## Task prompt
Please output the data exactly, without omitting anything.

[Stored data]
---------------
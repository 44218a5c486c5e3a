// src/task/result.rs

//! Outcome of one unit of work and the process exit codes derived from it.

use std::any::Any;
use std::fmt;
use std::panic::{self, AssertUnwindSafe};

use anyhow::anyhow;

pub const EXIT_SUCCESS: i32 = 0;
pub const EXIT_SKIP: i32 = 50;
pub const EXIT_ERROR: i32 = 100;

/// Success, Skip or Error.
///
/// `key` identifies the item a result belongs to (batch strategies match
/// results back to items with it). `data` is the success payload.
#[derive(Debug)]
pub enum TaskResult<T = ()> {
    Success {
        data: T,
        key: Option<String>,
        message: String,
    },
    Skip {
        key: Option<String>,
        message: String,
    },
    Error {
        key: Option<String>,
        message: String,
        cause: Option<anyhow::Error>,
    },
}

impl TaskResult<()> {
    pub fn success() -> Self {
        TaskResult::success_with(())
    }
}

impl<T> TaskResult<T> {
    pub fn success_with(data: T) -> Self {
        TaskResult::Success {
            data,
            key: None,
            message: String::new(),
        }
    }

    pub fn skip(message: impl Into<String>) -> Self {
        TaskResult::Skip {
            key: None,
            message: message.into(),
        }
    }

    pub fn error(message: impl Into<String>) -> Self {
        TaskResult::Error {
            key: None,
            message: message.into(),
            cause: None,
        }
    }

    /// Error result carrying the original cause for logging.
    pub fn failed(cause: anyhow::Error) -> Self {
        TaskResult::Error {
            key: None,
            message: format!("{cause:#}"),
            cause: Some(cause),
        }
    }

    pub fn with_key(mut self, new_key: impl Into<String>) -> Self {
        match &mut self {
            TaskResult::Success { key, .. }
            | TaskResult::Skip { key, .. }
            | TaskResult::Error { key, .. } => *key = Some(new_key.into()),
        }
        self
    }

    pub fn with_message(mut self, new_message: impl Into<String>) -> Self {
        match &mut self {
            TaskResult::Success { message, .. }
            | TaskResult::Skip { message, .. }
            | TaskResult::Error { message, .. } => *message = new_message.into(),
        }
        self
    }

    /// Process exit code: 0, 50 or 100.
    pub fn code(&self) -> i32 {
        match self {
            TaskResult::Success { .. } => EXIT_SUCCESS,
            TaskResult::Skip { .. } => EXIT_SKIP,
            TaskResult::Error { .. } => EXIT_ERROR,
        }
    }

    pub fn short_name(&self) -> &'static str {
        match self {
            TaskResult::Success { .. } => "success",
            TaskResult::Skip { .. } => "skip",
            TaskResult::Error { .. } => "error",
        }
    }

    pub fn key(&self) -> Option<&str> {
        match self {
            TaskResult::Success { key, .. }
            | TaskResult::Skip { key, .. }
            | TaskResult::Error { key, .. } => key.as_deref(),
        }
    }

    pub fn message(&self) -> &str {
        match self {
            TaskResult::Success { message, .. }
            | TaskResult::Skip { message, .. }
            | TaskResult::Error { message, .. } => message,
        }
    }

    pub fn is_success(&self) -> bool {
        matches!(self, TaskResult::Success { .. })
    }

    pub fn is_error(&self) -> bool {
        matches!(self, TaskResult::Error { .. })
    }

    /// Drop the success payload, keeping key and message.
    pub fn without_data(self) -> TaskResult {
        match self {
            TaskResult::Success { key, message, .. } => TaskResult::Success {
                data: (),
                key,
                message,
            },
            TaskResult::Skip { key, message } => TaskResult::Skip { key, message },
            TaskResult::Error {
                key,
                message,
                cause,
            } => TaskResult::Error {
                key,
                message,
                cause,
            },
        }
    }
}

impl<T> From<anyhow::Error> for TaskResult<T> {
    fn from(err: anyhow::Error) -> Self {
        TaskResult::failed(err)
    }
}

impl<T> fmt::Display for TaskResult<T> {
    fn fmt(&self, f: &mut fmt::Formatter<'_>) -> fmt::Result {
        write!(f, "{}", self.short_name())?;
        if let Some(key) = self.key() {
            write!(f, " [{key}]")?;
        }
        if !self.message().is_empty() {
            write!(f, ": {}", self.message())?;
        }
        Ok(())
    }
}

/// Run user code, turning a panic into an error.
pub(crate) fn guarded<R>(f: impl FnOnce() -> anyhow::Result<R>) -> anyhow::Result<R> {
    match panic::catch_unwind(AssertUnwindSafe(f)) {
        Ok(result) => result,
        Err(payload) => Err(anyhow!("task panicked: {}", panic_message(payload.as_ref()))),
    }
}

fn panic_message(payload: &(dyn Any + Send)) -> String {
    if let Some(s) = payload.downcast_ref::<&str>() {
        (*s).to_string()
    } else if let Some(s) = payload.downcast_ref::<String>() {
        s.clone()
    } else {
        "unknown panic payload".to_string()
    }
}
---------------
## Answer to this problem
repository 44218a5c486c5e3a
// src/task/result.rs

//! Outcome of one unit of work and the process exit codes derived from it.

use std::any::Any;
use std::fmt;
use std::panic::{self, AssertUnwindSafe};

use anyhow::anyhow;

pub const EXIT_SUCCESS: i32 = 0;
pub const EXIT_SKIP: i32 = 50;
pub const EXIT_ERROR: i32 = 100;

/// Success, Skip or Error.
///
/// `key` identifies the item a result belongs to (batch strategies match
/// results back to items with it). `data` is the success payload.
#[derive(Debug)]
pub enum TaskResult<T = ()> {
    Success {
        data: T,
        key: Option<String>,
        message: String,
    },
    Skip {
        key: Option<String>,
        message: String,
    },
    Error {
        key: Option<String>,
        message: String,
        cause: Option<anyhow::Error>,
    },
}

impl TaskResult<()> {
    pub fn success() -> Self {
        TaskResult::success_with(())
    }
}

impl<T> TaskResult<T> {
    pub fn success_with(data: T) -> Self {
        TaskResult::Success {
            data,
            key: None,
            message: String::new(),
        }
    }

    pub fn skip(message: impl Into<String>) -> Self {
        TaskResult::Skip {
            key: None,
            message: message.into(),
        }
    }

    pub fn error(message: impl Into<String>) -> Self {
        TaskResult::Error {
            key: None,
            message: message.into(),
            cause: None,
        }
    }

    /// Error result carrying the original cause for logging.
    pub fn failed(cause: anyhow::Error) -> Self {
        TaskResult::Error {
            key: None,
            message: format!("{cause:#}"),
            cause: Some(cause),
        }
    }

    pub fn with_key(mut self, new_key: impl Into<String>) -> Self {
        match &mut self {
            TaskResult::Success { key, .. }
            | TaskResult::Skip { key, .. }
            | TaskResult::Error { key, .. } => *key = Some(new_key.into()),
        }
        self
    }

    pub fn with_message(mut self, new_message: impl Into<String>) -> Self {
        match &mut self {
            TaskResult::Success { message, .. }
            | TaskResult::Skip { message, .. }
            | TaskResult::Error { message, .. } => *message = new_message.into(),
        }
        self
    }

    /// Process exit code: 0, 50 or 100.
    pub fn code(&self) -> i32 {
        match self {
            TaskResult::Success { .. } => EXIT_SUCCESS,
            TaskResult::Skip { .. } => EXIT_SKIP,
            TaskResult::Error { .. } => EXIT_ERROR,
        }
    }

    pub fn short_name(&self) -> &'static str {
        match self {
            TaskResult::Success { .. } => "success",
            TaskResult::Skip { .. } => "skip",
            TaskResult::Error { .. } => "error",
        }
    }

    pub fn key(&self) -> Option<&str> {
        match self {
            TaskResult::Success { key, .. }
            | TaskResult::Skip { key, .. }
            | TaskResult::Error { key, .. } => key.as_deref(),
        }
    }

    pub fn message(&self) -> &str {
        match self {
            TaskResult::Success { message, .. }
            | TaskResult::Skip { message, .. }
            | TaskResult::Error { message, .. } => message,
        }
    }

    pub fn is_success(&self) -> bool {
        matches!(self, TaskResult::Success { .. })
    }

    pub fn is_error(&self) -> bool {
        matches!(self, TaskResult::Error { .. })
    }

    /// Drop the success payload, keeping key and message.
    pub fn without_data(self) -> TaskResult {
        match self {
            TaskResult::Success { key, message, .. } => TaskResult::Success {
                data: (),
                key,
                message,
            },
            TaskResult::Skip { key, message } => TaskResult::Skip { key, message },
            TaskResult::Error {
                key,
                message,
                cause,
            } => TaskResult::Error {
                key,
                message,
                cause,
            },
        }
    }
}

impl<T> From<anyhow::Error> for TaskResult<T> {
    fn from(err: anyhow::Error) -> Self {
        TaskResult::failed(err)
    }
}

impl<T> fmt::Display for TaskResult<T> {
    fn fmt(&self, f: &mut fmt::Formatter<'_>) -> fmt::Result {
        write!(f, "{}", self.short_name())?;
        if let Some(key) = self.key() {
            write!(f, " [{key}]")?;
        }
        if !self.message().is_empty() {
            write!(f, ": {}", self.message())?;
        }
        Ok(())
    }
}

/// Run user code, turning a panic into an error.
pub(crate) fn guarded<R>(f: impl FnOnce() -> anyhow::Result<R>) -> anyhow::Result<R> {
    match panic::catch_unwind(AssertUnwindSafe(f)) {
        Ok(result) => result,
        Err(payload) => Err(anyhow!("task panicked: {}", panic_message(payload.as_ref()))),
    }
}

fn panic_message(payload: &(dyn Any + Send)) -> String {
    if let Some(s) = payload.downcast_ref::<&str>() {
        (*s).to_string()
    } else if let Some(s) = payload.downcast_ref::<String>() {
        s.clone()
    } else {
        "unknown panic payload".to_string()
    }
}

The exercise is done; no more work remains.